For such an approach to work properly, the system needs to have enough built-in intelligence to know what events are relevant and when to respond, otherwise chaos may result, as witnessed with the Coronavirus disease (COVID-19), port delays and Texas freeze.
Each agent is agile and intelligent making the whole agile and intelligent. For example, a message from a supplier being two days late may or may not be as critical. By sending this message to the “planning agent,” it is interpreted and decided if this causes problems and delivery delays. A warning from a weather station regarding arrival of a tornado in Florida may not be relevant if the company has no supplier or customer in that region. Since each agent is representing a business process, it is possible to extend and embed the intelligence that is needed and having the ability to learn more as new patterns emerge using machine learning techniques. More importantly, as each agent responds, they also remember occurrence of each event and decide if patterns are forming. To this end, they can predict late arrival of goods (say) in winter, arrival of tornados in fall on the East coast or increase in demand of a new product in certain region. Detecting such patterns allows predicting future issues that can be avoided.

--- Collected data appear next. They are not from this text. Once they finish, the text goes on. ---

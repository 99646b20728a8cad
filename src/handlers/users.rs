//! # User Management HTTP Handlers
//!
//! 사용자 프로필(me) 엔드포인트와 관리자용 사용자 CRUD를 처리합니다.
//!
//! ## Endpoints
//!
//! ### 본인 (protect)
//! | 메서드 | 경로 | 설명 |
//! |--------|------|------|
//! | `GET` | `/me` | 내 프로필 조회 |
//! | `PATCH` | `/update-me` | 이름/이메일/사진 수정 |
//! | `DELETE` | `/delete-me` | 소프트 삭제 (204) |
//!
//! ### 관리자 (restrict_to admin)
//! | 메서드 | 경로 | 설명 |
//! |--------|------|------|
//! | `GET` | `` | 사용자 목록 (쿼리 기능 지원) |
//! | `POST` | `` | 미지원. `/signup` 안내 |
//! | `GET` | `/{id}` | 사용자 조회 |
//! | `PATCH` | `/{id}` | 사용자 수정 (비밀번호 제외) |
//! | `DELETE` | `/{id}` | 물리 삭제 (204) |

use std::collections::HashMap;

use actix_web::{delete, get, patch, post, web, HttpResponse};
use serde_json::json;
use validator::Validate;

use crate::core::errors::AppError;
use crate::domain::models::auth::authenticated_user::AuthenticatedUser;
use crate::domain::dto::users::request::{UpdateMeRequest, UpdateUserRequest};
use crate::services::users::user_service::UserService;
use crate::utils::api_features::ApiFeatures;

/// 내 프로필 조회 핸들러
#[get("/me")]
pub async fn get_me(current_user: AuthenticatedUser) -> Result<HttpResponse, AppError> {
    let service = UserService::instance();
    let user = service.get_by_id(&current_user.user_id).await?;

    Ok(HttpResponse::Ok().json(json!({
        "status": "success",
        "data": { "user": user }
    })))
}

/// 내 프로필 수정 핸들러
///
/// 비밀번호 필드가 포함되면 400과 함께 전용 경로를 안내합니다.
#[patch("/update-me")]
pub async fn update_me(
    current_user: AuthenticatedUser,
    payload: web::Json<UpdateMeRequest>,
) -> Result<HttpResponse, AppError> {
    payload
        .validate()
        .map_err(|e| AppError::ValidationError(e.to_string()))?;

    let service = UserService::instance();
    let user = service
        .update_me(&current_user.user_id, payload.into_inner())
        .await?;

    Ok(HttpResponse::Ok().json(json!({
        "status": "success",
        "data": { "user": user }
    })))
}

/// 본인 계정 소프트 삭제 핸들러
#[delete("/delete-me")]
pub async fn delete_me(current_user: AuthenticatedUser) -> Result<HttpResponse, AppError> {
    let service = UserService::instance();
    service.delete_me(&current_user.user_id).await?;

    Ok(HttpResponse::NoContent().finish())
}

/// 사용자 목록 조회 핸들러 (관리자)
#[get("")]
pub async fn get_all_users(
    query: web::Query<HashMap<String, String>>,
) -> Result<HttpResponse, AppError> {
    let features = ApiFeatures::from_query(&query)?;

    let service = UserService::instance();
    let users = service.get_all(&features).await?;

    Ok(HttpResponse::Ok().json(json!({
        "status": "success",
        "results": users.len(),
        "data": { "users": users }
    })))
}

/// 사용자 생성은 이 경로로 지원하지 않습니다.
#[post("")]
pub async fn create_user() -> HttpResponse {
    HttpResponse::InternalServerError().json(json!({
        "status": "error",
        "message": "This route is not defined! Please use /signup instead."
    }))
}

/// 사용자 조회 핸들러 (관리자)
#[get("/{user_id}")]
pub async fn get_user(user_id: web::Path<String>) -> Result<HttpResponse, AppError> {
    let service = UserService::instance();
    let user = service.get_by_id(&user_id).await?;

    Ok(HttpResponse::Ok().json(json!({
        "status": "success",
        "data": { "user": user }
    })))
}

/// 사용자 수정 핸들러 (관리자)
///
/// 비밀번호는 이 경로로 수정할 수 없습니다.
#[patch("/{user_id}")]
pub async fn update_user(
    user_id: web::Path<String>,
    payload: web::Json<UpdateUserRequest>,
) -> Result<HttpResponse, AppError> {
    payload
        .validate()
        .map_err(|e| AppError::ValidationError(e.to_string()))?;

    let service = UserService::instance();
    let user = service.update_user(&user_id, payload.into_inner()).await?;

    Ok(HttpResponse::Ok().json(json!({
        "status": "success",
        "data": { "user": user }
    })))
}

/// 사용자 물리 삭제 핸들러 (관리자)
#[delete("/{user_id}")]
pub async fn delete_user(user_id: web::Path<String>) -> Result<HttpResponse, AppError> {
    let service = UserService::instance();
    service.delete_user(&user_id).await?;

    Ok(HttpResponse::NoContent().finish())
}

What to expect from technology and digitalization
- There are real-time streaming data regarding weather, natural disasters, geopolitical changes around the world and more. A number of companies provide services for delivering such data. They can be used effectively to mitigate supply chain risk and predict potential issues in the future.
- When it comes to supply chain planning systems, model accuracy and accurate capacity planning in particular becomes critical so that a true digital twin is built. A digital twin imitates the physical supply chain. To this end, the model has to be whole and the system must be able to make the complete representation. An accurate model provides reliable commit dates and true financial projections. In contrast, S&OP solutions show equipment capacities as buckets.
- Systems also need to have real-time collaboration capability with suppliers, their suppliers, customers and beyond. This can increase velocity of business drastically in the face of problems and issues that may arise daily. Collaboration can be automated using specialized distributed agents that can communicate with suppliers and interpret their messages. For example, they can check on order arrivals to ensure on-time delivery.
- Scalability of the system is also critical. Nowadays. it is not unusual to model hundreds of sites in a digital model. Having the ability to plan and respond to events in real-time is a major factor in avoiding supply chain disruptions. Otherwise just taking the signals and not being able to interpret, because of an incomplete model, or being too slow, make receiving data or listening a redundant exercise.
Supply chains have become progressively more sophisticated, complex and critical in the past two decades. Speed and resiliency are the key. Artificial intelligence (AI) and machine learning have provided the much-needed techniques to tackle these challenges to plan, predict and respond in real-time in the face of growing disruptions.